An additional empirical test suggestion: try shaking nearly empty spray cans and nearly full ones and see whether that makes any difference to the perceived temperature on the outside of the can. I'm guessing that a nearly empty can will undergo less perceived temp. change. I'll get two cans of deo out of the pantry and use only one of them all this week and report back. (And no sarcastic remarks, please, about me smelling like a pansy this week, ok?)

Next question: if it were a matter of entropy, that is changing from an ordered state to less ordered state, and not evaporation, then wouldn't the same temp. change be perceived by shaking a bottle of oil and vinegar? I'm assuming the oil and vinegar have separated before you start shaking the container (as the propellant and the deo have separated in the deo can before you start shaking it).

Originally posted by moonbus
Next question: if it were a matter of entropy, that is changing from an ordered state to less ordered state, and not evaporation,

It isn't an either / or. Evaporation, as with all chemical reactions, also involves a change in entropy. I probably should not have bothered mentioning entropy from the beginning and simply stuck with the fact that bonds are being broken and thus potential energy is being created, which results in cooling. This would be no different if we instead had a known endothermic chemical reaction going on.
You will find though that entropy is involved:
https://en.wikipedia.org/wiki/Endothermic_process

Originally posted by twhitehead
It isn't an either / or. Evaporation, as with all chemical reactions, also involves a change in entropy. I probably should not have bothered mentioning entropy from the beginning and simply stuck with the fact that bonds are being broken and thus potential energy is being created, which results in cooling. This would be no different if we instead had a kn ...[text shortened]... ou will find though that entropy is involved:
https://en.wikipedia.org/wiki/Endothermic_process

I believe that you are massively overestimating this effect.

Our sense of temperature is hugely effected by thermal conduction rates, such that
objects at exactly the same temperature will feel wildly warmer or cooler dependent
on their thermal conductivity. Touch a plastic bottle vs a metal can at exactly the same
temperature and the can will feel significantly colder.

The size of any possible actual temperature change due to evaporation inside a pressurised
can is going to be tiny as compared with the subjective temperature as 'measured' by a
human.

If there were evaporation inside the can INCREASING the pressure then the gas temperature
would go up. The liquid might cool, but then you're dumping energy into it by shaking heating it
back up.

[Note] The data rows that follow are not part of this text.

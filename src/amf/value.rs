//! AMF0 value model
//!
//! Object properties keep their wire order. Backends and players read
//! command objects by key, but some tools compare `_result` replies
//! byte-for-byte, so re-encoding must not reorder them.

/// Ordered key/value list of an object or ECMA array
pub type Properties = Vec<(String, AmfValue)>;

/// An AMF0 value
#[derive(Debug, Clone, PartialEq, Default)]
pub enum AmfValue {
    /// 0x00
    Number(f64),

    /// 0x01
    Boolean(bool),

    /// 0x02, or 0x0C when longer than 65535 bytes
    String(String),

    /// 0x03
    Object(Properties),

    /// 0x05
    #[default]
    Null,

    /// 0x06
    Undefined,

    /// 0x08, associative array with a count hint
    EcmaArray(Properties),

    /// 0x0A
    StrictArray(Vec<AmfValue>),

    /// 0x0B, milliseconds since the Unix epoch; the timezone is ignored
    Date(f64),

    /// 0x0F
    Xml(String),
}

impl AmfValue {
    /// Build an object from `(key, value)` pairs
    pub fn object<K, V, I>(pairs: I) -> Self
    where
        K: Into<String>,
        V: Into<AmfValue>,
        I: IntoIterator<Item = (K, V)>,
    {
        AmfValue::Object(pairs.into_iter().map(|(k, v)| (k.into(), v.into())).collect())
    }

    /// Build an ECMA array from `(key, value)` pairs
    pub fn ecma_array<K, V, I>(pairs: I) -> Self
    where
        K: Into<String>,
        V: Into<AmfValue>,
        I: IntoIterator<Item = (K, V)>,
    {
        AmfValue::EcmaArray(pairs.into_iter().map(|(k, v)| (k.into(), v.into())).collect())
    }

    pub fn as_str(&self) -> Option<&str> {
        match self {
            AmfValue::String(s) | AmfValue::Xml(s) => Some(s),
            _ => None,
        }
    }

    pub fn as_number(&self) -> Option<f64> {
        match self {
            AmfValue::Number(n) => Some(*n),
            _ => None,
        }
    }

    pub fn as_bool(&self) -> Option<bool> {
        match self {
            AmfValue::Boolean(b) => Some(*b),
            _ => None,
        }
    }

    /// Properties of an object or ECMA array
    pub fn as_properties(&self) -> Option<&Properties> {
        match self {
            AmfValue::Object(p) | AmfValue::EcmaArray(p) => Some(p),
            _ => None,
        }
    }

    pub fn is_null_or_undefined(&self) -> bool {
        matches!(self, AmfValue::Null | AmfValue::Undefined)
    }

    /// First property named `key`
    pub fn get(&self, key: &str) -> Option<&AmfValue> {
        self.as_properties()?
            .iter()
            .find(|(k, _)| k == key)
            .map(|(_, v)| v)
    }

    pub fn get_str(&self, key: &str) -> Option<&str> {
        self.get(key)?.as_str()
    }

    pub fn get_number(&self, key: &str) -> Option<f64> {
        self.get(key)?.as_number()
    }

    /// Replace property `key` in place, or append it
    ///
    /// Has no effect on values that are not objects or ECMA arrays.
    pub fn set(&mut self, key: &str, value: impl Into<AmfValue>) {
        let props = match self {
            AmfValue::Object(p) | AmfValue::EcmaArray(p) => p,
            _ => return,
        };
        let value = value.into();
        match props.iter_mut().find(|(k, _)| k == key) {
            Some((_, v)) => *v = value,
            None => props.push((key.to_string(), value)),
        }
    }
}

impl From<bool> for AmfValue {
    fn from(v: bool) -> Self {
        AmfValue::Boolean(v)
    }
}

impl From<f64> for AmfValue {
    fn from(v: f64) -> Self {
        AmfValue::Number(v)
    }
}

impl From<u32> for AmfValue {
    fn from(v: u32) -> Self {
        AmfValue::Number(v as f64)
    }
}

impl From<String> for AmfValue {
    fn from(v: String) -> Self {
        AmfValue::String(v)
    }
}

impl From<&str> for AmfValue {
    fn from(v: &str) -> Self {
        AmfValue::String(v.to_string())
    }
}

All in all these effects look to me to be tiny, and undetectable by touch.

I thus think it vastly more likely that the can feeling cooler when shaken is due to improved
thermal transport caused by mixing the internal liquid rather than any actual temperature drop.

Originally posted by twhitehead
Agreed.

[b]The pressure in the tin depends on temperature only.
Only under stable conditions. Shaking the can should result in evaporation and an increase in internal pressure.

But shaking it will not drive further evaporation.
Evidence please.[/b]

There is no reason for agitation to produce evaporation in a saturated vapour. All agitation does is mix the vapour and liquid, it increases the surface area and so if the vapour is unsaturated it will evaporate more rapidly, but in a saturated vapour the rate of evaporation from the liquid is matched by condensation. If the vapour has settled in the can so that there's a layer of unsaturated vapour then one might get a temperature drop, but that will be a small effect, otherwise I don't think shaking the container should cause a temperature drop.

Originally posted by googlefudge
I believe that you are massively overestimating this effect.

And I disagree. Of course I am not certain which is why I strongly feel we should go about this like scientists and actually do experiments that tell us the truth. Until someone is able to get a genuine temperature reading before and after that can tell us whether or not the real temperature goes down (or up) we are just guessing (unless someone here actually knows how to calculate the heat of evaporation).